Dingwen Zhang received the B.E. and Ph.D degrees from the Northwestern Polytechnical University, Xi’an, China, in 2012 and 2018, respectively. He is currently an associate professor in Xidian University. His research interests include computer vision and multimedia processing, especially on saliency detection, co-saliency detection, and weakly supervised learning.
报告名称：Person Re-identification by Multi-Channel Parts-Based CNN with Improved Triplet Loss Function
Person re-identification across cameras remains a very challenging problem, especially when there are no overlapping fields of view between cameras. In this talk, we present a novel multi-channel parts-based convolutional neural network (CNN) model under the triplet framework for person re-identification. Specifically, the proposed CNN model consists of multiple channels to jointly learn both the global full-body and local body-parts features of the input persons. The CNN model is trained by an improved triplet loss function that serves to pull the instances of the same person closer, and at the same time push the instances belonging to different persons farther from each other in the learned feature space. Extensive comparative evaluations demonstrate that our proposed method significantly outperforms many state-of-the-art approaches, including both traditional and deep network-based ones, on the challenging i-LIDS, VIPeR, PRID2011 and CUHK01 datasets.
De Cheng received the B.S. degree in automation control, in 2011, from Xi’an Jiaotong University, Xi’an, China, where he obtained his Ph.D. degree with the Institute of Artificial Intelligence and Robotics in 2017. He is now a faculty member in the Department of Computer Science and Technology. His research interests include pattern recognition and machine learning, specifically in the areas of person re-id, object detection and image classification.
报告名称：An object tracking algorithm combining spatial structure and motion continuity
To deal with the tracking drift problems caused by drastic object appearance change in complex scene, this talk proposes a robust tracking algorithm based on the sparse representation. It designs an optimized objective function with the spatial structure constraint.
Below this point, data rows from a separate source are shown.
//! CLI entry point for the shelf verifier.
//!
//! Usage:
//!   shelf-verifier check <puzzles.json> [--date YYYY-MM-DD] [options]
//!   shelf-verifier check --stdin [options]
//!   shelf-verifier generate [--date YYYY-MM-DD] [--seed <n>] [--solvable] [options]
//!
//! Options shared by both commands:
//!   --colors <list>          Comma-separated palette (default: red,blue,green,yellow,purple)
//!   --capacity <n>           Tokens a shelf can hold (default: 7)
//!   --per-color <n>          Tokens of each color (default: 6)
//!   --shelves <n>            Number of shelves (default: 6)
//!   --frontier-bound <n>     Boards enqueued before the search gives up (default: 50000)
//!
//! Logging goes to stderr and is controlled by `RUST_LOG`.

use std::io::{self, Read};
use std::path::PathBuf;
use std::process::ExitCode;

use chrono::{NaiveDate, Utc};
use clap::{Args, Parser, Subcommand};
use rand::rngs::StdRng;
use rand::SeedableRng;
use serde::Serialize;
use tracing::info;
use tracing_subscriber::EnvFilter;

use shelf_verifier::{
    generate, generate_solvable, solve, validate, BookError, Color, Outcome, PuzzleBook,
    PuzzleRules, RulesError, SolveResult, SolverConfig,
};

#[derive(Parser)]
#[command(name = "shelf-verifier")]
#[command(about = "Bounded solvability checker for shelf-sorting puzzles")]
#[command(version)]
struct Cli {
    #[command(subcommand)]
    command: Commands,
}

#[derive(Subcommand)]
enum Commands {
    /// Check whether a puzzle from a puzzle book can be solved
    Check {
        /// Path to puzzle book JSON file (use --stdin to read from stdin)
        #[arg(value_name = "FILE")]
        file: Option<PathBuf>,

        /// Read puzzle book from stdin instead of file
        #[arg(long)]
        stdin: bool,

        /// Date of the puzzle to check (default: the latest entry)
        #[arg(long)]
        date: Option<NaiveDate>,

        #[command(flatten)]
        rules: RulesArgs,
    },
    /// Generate a random puzzle as a one-entry puzzle book
    Generate {
        /// Date key for the entry (default: today, UTC)
        #[arg(long)]
        date: Option<NaiveDate>,

        /// Seed for reproducible generation
        #[arg(long)]
        seed: Option<u64>,

        /// Keep generating until the puzzle is proven solvable
        #[arg(long)]
        solvable: bool,

        /// Candidates to try with --solvable
        #[arg(long, default_value = "100")]
        attempts: usize,

        #[command(flatten)]
        rules: RulesArgs,
    },
}

#[derive(Args)]
struct RulesArgs {
    /// Comma-separated color palette
    #[arg(
        long,
        value_delimiter = ',',
        default_value = "red,blue,green,yellow,purple",
        value_parser = parse_color
    )]
    colors: Vec<Color>,

    /// Maximum tokens per shelf
    #[arg(long, default_value = "7")]
    capacity: usize,

    /// Tokens of each color
    #[arg(long, default_value = "6")]
    per_color: usize,

    /// Number of shelves
    #[arg(long, default_value = "6")]
    shelves: usize,

    /// Maximum boards enqueued before the search gives up
    #[arg(long, default_value = "50000")]
    frontier_bound: usize,
}

impl RulesArgs {
    fn rules(&self) -> Result<PuzzleRules, RulesError> {
        PuzzleRules::new(
            self.colors.clone(),
            self.capacity,
            self.per_color,
            self.shelves,
        )
    }

    fn solver_config(&self) -> SolverConfig {
        SolverConfig {
            frontier_bound: self.frontier_bound,
        }
    }
}

fn parse_color(s: &str) -> Result<Color, String> {
    Color::ALL
        .into_iter()
        .find(|c| c.name() == s.trim())
        .ok_or_else(|| format!("unknown color '{s}'"))
}

#[derive(Debug, thiserror::Error)]
enum CliError {
    #[error("failed to read stdin: {0}")]
    Stdin(#[from] io::Error),

    #[error("must provide either a file path or --stdin")]
    NoInput,

    #[error(transparent)]
    Book(#[from] BookError),

    #[error("invalid rules: {0}")]
    Rules(#[from] RulesError),

    #[error("no solvable puzzle found in {0} attempts")]
    NoSolvablePuzzle(usize),
}

/// Output format for a solvability check
#[derive(Debug, Serialize)]
#[serde(rename_all = "camelCase")]
struct CheckOutput {
    date: NaiveDate,
    solvable: bool,
    #[serde(skip_serializing_if = "Option::is_none")]
    outcome: Option<Outcome>,
    #[serde(skip_serializing_if = "Option::is_none")]
    error: Option<String>,
    states_enqueued: usize,
    states_expanded: usize,
    time_elapsed_ms: u64,
}

impl CheckOutput {
    fn from_result(date: NaiveDate, result: &SolveResult) -> Self {
        Self {
            date,
            solvable: result.outcome.is_solvable(),
            outcome: Some(result.outcome),
            error: None,
            states_enqueued: result.states_enqueued,
            states_expanded: result.states_expanded,
            time_elapsed_ms: result.time_elapsed_ms,
        }
    }

    fn rejected(date: NaiveDate, error: String) -> Self {
        Self {
            date,
            solvable: false,
            outcome: None,
            error: Some(error),
            states_enqueued: 0,
            states_expanded: 0,
            time_elapsed_ms: 0,
        }
    }
}

fn main() -> ExitCode {
    tracing_subscriber::fmt()
        .with_env_filter(
            EnvFilter::try_from_default_env().unwrap_or_else(|_| EnvFilter::new("warn")),
        )
        .with_writer(io::stderr)
        .init();

    let cli = Cli::parse();
    match run(cli.command) {
        Ok(code) => code,
        Err(e) => {
            eprintln!("Error: {e}");
            ExitCode::from(2)
        }
    }
}

fn run(command: Commands) -> Result<ExitCode, CliError> {
    match command {
        Commands::Check {
            file,
            stdin,
            date,
            rules,
        } => {
            let book = if stdin {
                let mut buffer = String::new();
                io::stdin().read_to_string(&mut buffer)?;
                PuzzleBook::from_json_str(&buffer)?
            } else if let Some(path) = file {
                PuzzleBook::load(path)?
            } else {
                return Err(CliError::NoInput);
            };

            let (date, board) = match date {
                Some(date) => (date, book.get(date).ok_or(BookError::MissingDate(date))?),
                None => book.latest().ok_or(BookError::Empty)?,
            };

            let puzzle_rules = rules.rules()?;
            let output = match validate(&board, &puzzle_rules) {
                Ok(()) => {
                    info!(%date, "checking puzzle");
                    let result = solve(&board, &puzzle_rules, &rules.solver_config());
                    CheckOutput::from_result(date, &result)
                }
                Err(e) => CheckOutput::rejected(date, e.to_string()),
            };

            print_json(&output)?;
            Ok(if output.solvable {
                ExitCode::SUCCESS
            } else {
                ExitCode::FAILURE
            })
        }
        Commands::Generate {
            date,
            seed,
            solvable,
            attempts,
            rules,
        } => {
            let puzzle_rules = rules.rules()?;
            let mut rng = match seed {
                Some(seed) => StdRng::seed_from_u64(seed),
                None => StdRng::from_entropy(),
            };

            let board = if solvable {
                generate_solvable(&mut rng, &puzzle_rules, &rules.solver_config(), attempts)
                    .map(|(board, _)| board)
                    .ok_or(CliError::NoSolvablePuzzle(attempts))?
            } else {
                generate(&mut rng, &puzzle_rules)
            };

            let mut book = PuzzleBook::new();
            book.insert(date.unwrap_or_else(|| Utc::now().date_naive()), &board);
            println!("{}", book.to_json_pretty()?);
            Ok(ExitCode::SUCCESS)
        }
    }
}

fn print_json(output: &CheckOutput) -> Result<(), CliError> {
    let json = serde_json::to_string_pretty(output).map_err(BookError::Json)?;
    println!("{json}");
    Ok(())
}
And then, with the Lagrange multiplier theory and accelerate proximal gradient approach, the coefficient of object template and candidate with the spatial information is obtained. In addition, the histogram intersection theory is exploited to computer the similarity between candidate and template. Finally, the template update scheme about when to manage updating and how to realize the strategy is presented, which combines the spatial structure information together with motion continuity and enables to tackle appearance change effectively. Experimental results on challenging benchmark datasets demonstrate that the novel algorithm performs favorable against several state-of-the-art methods.
Xiuhua Hu received the Ph.D. degree with the School of Automation,Northwestern Polytechnical University, Xi’an, China, in 2016. She is now a faculty member in Xi’an Technological University. Her research interests include pattern recognition and computer vision.